A general function could be maybe written as
Task getWorkerTask(R, ARGS...)(R function(ARGS) func, ARGS args)
{
foreach (T; ARGS) static assert(isWeaklyIsolated!T, "Argument type "~T.stringof~" is not safe to pass between threads.");
Task caller = Task.getThis();
runWorkerTask_unsafe({
caller.prioritySend(Task.getThis());
func(args);
});
Task callee;
receive((Task val) { callee = val; });
return callee;
}
with a symmetric function for method tasks.
Looks like a DMD bug. Can you file a quick bug report at http://https://d.puremagic.com/issues/enter_bug.cgi? When I get some time, I'd try to make a reduced test case.
I'm not sure it is a DMD bug:
the problem seems to be the in the template isWeaklyIsolated, more specifically in the last branch
static if(isAggregateType!(T[0])) enum bool isWeaklyIsolated = isWeaklyIsolated!(FieldTypeTuple!(T[0]));
ManualEvent falls in this branch, the same does FieldTypeTuple!ManualEvent, like FieldTypeTuple!(FieldTypeTuple!ManualEvent), and so on.
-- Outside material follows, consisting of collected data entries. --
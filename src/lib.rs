// src/lib.rs

//! Library surface for the MaxIOFS cluster control plane. A data-plane node
//! process embeds this crate directly: it owns the `ClusterOrchestrator`,
//! serves the internal HTTP API, and calls into `core::router`/`core::aggregator`
//! to resolve and list buckets across the cluster.

pub mod config;
pub mod core;
pub mod server;

pub use crate::config::ClusterRuntimeConfig;
pub use crate::core::errors::{ClusterError, ClusterResult};
pub use crate::core::orchestrator::ClusterOrchestrator;
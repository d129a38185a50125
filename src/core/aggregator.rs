// src/core/aggregator.rs

//! The bucket aggregator (C10): fans a `ListAllBuckets` call out across
//! every healthy peer, shielded by that peer's circuit breaker, and merges
//! the results with the local listing always first (spec.md §4.10).

use crate::core::breaker::BreakerRegistry;
use crate::core::errors::ClusterResult;
use crate::core::store::Store;
use crate::core::transport::SharedTransport;
use async_trait::async_trait;
use serde::{Deserialize, Serialize};
use std::sync::Arc;
use std::time::Instant;
use tracing::warn;
use uuid::Uuid;

/// One row of the aggregate listing, annotated with where it lives.
#[derive(Debug, Clone, Serialize, Deserialize)]
pub struct BucketWithLocation {
    pub bucket: String,
    pub tenant_id: Option<Uuid>,
    pub node_id: Uuid,
    pub node_name: String,
    pub node_status: NodeStatus,
}

#[derive(Debug, Clone, Copy, PartialEq, Eq, Serialize, Deserialize)]
#[serde(rename_all = "lowercase")]
pub enum NodeStatus {
    Local,
    Remote,
}

/// The boundary to the bucket-metadata service for listing (spec.md §1
/// "Out of scope: the bucket-metadata service"). This crate only needs the
/// local listing; remote listings go over the wire to each peer.
#[async_trait]
pub trait LocalBucketLister: Send + Sync {
    async fn list_local_buckets(&self, tenant: Option<Uuid>) -> ClusterResult<Vec<String>>;
}

#[derive(Debug, Serialize, Deserialize)]
struct RemoteBucketEntry {
    bucket: String,
    tenant_id: Option<Uuid>,
}

pub struct BucketAggregator {
    store: Store,
    transport: SharedTransport,
    breakers: BreakerRegistry,
    lister: Arc<dyn LocalBucketLister>,
    local_node_id: Uuid,
    local_node_name: String,
}

impl BucketAggregator {
    pub fn new(
        store: Store,
        transport: SharedTransport,
        breakers: BreakerRegistry,
        lister: Arc<dyn LocalBucketLister>,
        local_node_id: Uuid,
        local_node_name: String,
    ) -> Self {
        Self {
            store,
            transport,
            breakers,
            lister,
            local_node_id,
            local_node_name,
        }
    }

    /// `ListAllBuckets(ctx, tenant)` (spec.md §4.10). Local buckets are
    /// always present and always come first; peer failures degrade the
    /// result to a warning, never an error.
    pub async fn list_all(&self, tenant: Option<Uuid>) -> ClusterResult<Vec<BucketWithLocation>> {
        let mut results: Vec<BucketWithLocation> = self
            .lister
            .list_local_buckets(tenant)
            .await
            .unwrap_or_else(|e| {
                warn!(error = %e, "local bucket listing failed, returning empty local set");
                Vec::new()
            })
            .into_iter()
            .map(|bucket| BucketWithLocation {
                bucket,
                tenant_id: tenant,
                node_id: self.local_node_id,
                node_name: self.local_node_name.clone(),
                node_status: NodeStatus::Local,
            })
            .collect();

        let peers = self.store.list_healthy_peers(self.local_node_id).await?;
        if peers.is_empty() {
            return Ok(results);
        }

        let started = Instant::now();
        let mut tasks = Vec::with_capacity(peers.len());
        for peer in peers {
            let transport = self.transport.clone();
            let breaker = self.breakers.get_breaker(peer.id);
            let tenant_query = tenant;
            let peer_id = peer.id;
            let peer_name = peer.name.clone();
            let endpoint = peer.endpoint.clone();
            tasks.push(tokio::spawn(async move {
                let result = breaker
                    .call(|| query_bucket_from_node(&transport, &endpoint, tenant_query))
                    .await;
                (peer_id, peer_name, result)
            }));
        }

        for task in tasks {
            match task.await {
                Ok((peer_id, peer_name, Ok(entries))) => {
                    results.extend(entries.into_iter().map(|e| BucketWithLocation {
                        bucket: e.bucket,
                        tenant_id: e.tenant_id,
                        node_id: peer_id,
                        node_name: peer_name.clone(),
                        node_status: NodeStatus::Remote,
                    }));
                }
                Ok((peer_id, peer_name, Err(e))) => {
                    warn!(peer = %peer_id, peer_name = %peer_name, error = %e, "bucket query failed, returning partial results");
                }
                Err(e) => {
                    warn!(error = %e, "bucket query task panicked");
                }
            }
        }

        crate::core::metrics::BUCKET_AGGREGATE_LATENCY_SECONDS.observe(started.elapsed().as_secs_f64());
        Ok(results)
    }
}

async fn query_bucket_from_node(
    transport: &SharedTransport,
    endpoint: &str,
    tenant: Option<Uuid>,
) -> ClusterResult<Vec<RemoteBucketEntry>> {
    let url = match tenant {
        Some(t) => format!("{}/api/internal/cluster/buckets?tenant={}", endpoint.trim_end_matches('/'), t),
        None => format!("{}/api/internal/cluster/buckets", endpoint.trim_end_matches('/')),
    };
    transport.get_json(&url).await
}

#[cfg(test)]
mod tests {
    use super::*;
    use crate::core::breaker::BreakerConfig;

    struct FakeLister {
        buckets: Vec<String>,
    }

    #[async_trait]
    impl LocalBucketLister for FakeLister {
        async fn list_local_buckets(&self, _tenant: Option<Uuid>) -> ClusterResult<Vec<String>> {
            Ok(self.buckets.clone())
        }
    }

    #[tokio::test]
    async fn no_peers_returns_local_only() {
        let store = Store::connect_in_memory().await.unwrap();
        let local_id = Uuid::new_v4();
        let transport = Arc::new(crate::core::transport::SignedTransport::new(local_id, "tok".into(), None).unwrap());
        let lister = Arc::new(FakeLister {
            buckets: vec!["a".into(), "b".into()],
        });
        let aggregator = BucketAggregator::new(
            store,
            transport,
            BreakerRegistry::new(BreakerConfig::default()),
            lister,
            local_id,
            "self".into(),
        );

        let results = aggregator.list_all(None).await.unwrap();
        assert_eq!(results.len(), 2);
        assert!(results.iter().all(|b| b.node_status == NodeStatus::Local));
    }

    #[tokio::test]
    async fn local_listing_failure_still_returns_empty_not_error() {
        struct FailingLister;
        #[async_trait]
        impl LocalBucketLister for FailingLister {
            async fn list_local_buckets(&self, _tenant: Option<Uuid>) -> ClusterResult<Vec<String>> {
                Err(crate::core::errors::ClusterError::Internal("boom".into()))
            }
        }

        let store = Store::connect_in_memory().await.unwrap();
        let local_id = Uuid::new_v4();
        let transport = Arc::new(crate::core::transport::SignedTransport::new(local_id, "tok".into(), None).unwrap());
        let aggregator = BucketAggregator::new(
            store,
            transport,
            BreakerRegistry::new(BreakerConfig::default()),
            Arc::new(FailingLister),
            local_id,
            "self".into(),
        );

        let results = aggregator.list_all(None).await.unwrap();
        assert!(results.is_empty());
    }
}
This is indeed something that is missing and planned since the beginning (hence the "Threaded" in the name). I wasn't sure about the best approach, though. Probably using a separate thread pool with 1-3 threads just for
ThreadedFileStream
will be the best compromise, I guess.
I think a separate thread pool is the right solution as well; as for the size of the pool one could try measuring performance and adjusting it; it could perhaps be made tunable.
A first step could be formalizing the concept of thread pool in a class and make a version of runWorkerTask that takes an explicit thread pool. I hope to be able to play a bit with that in the next days.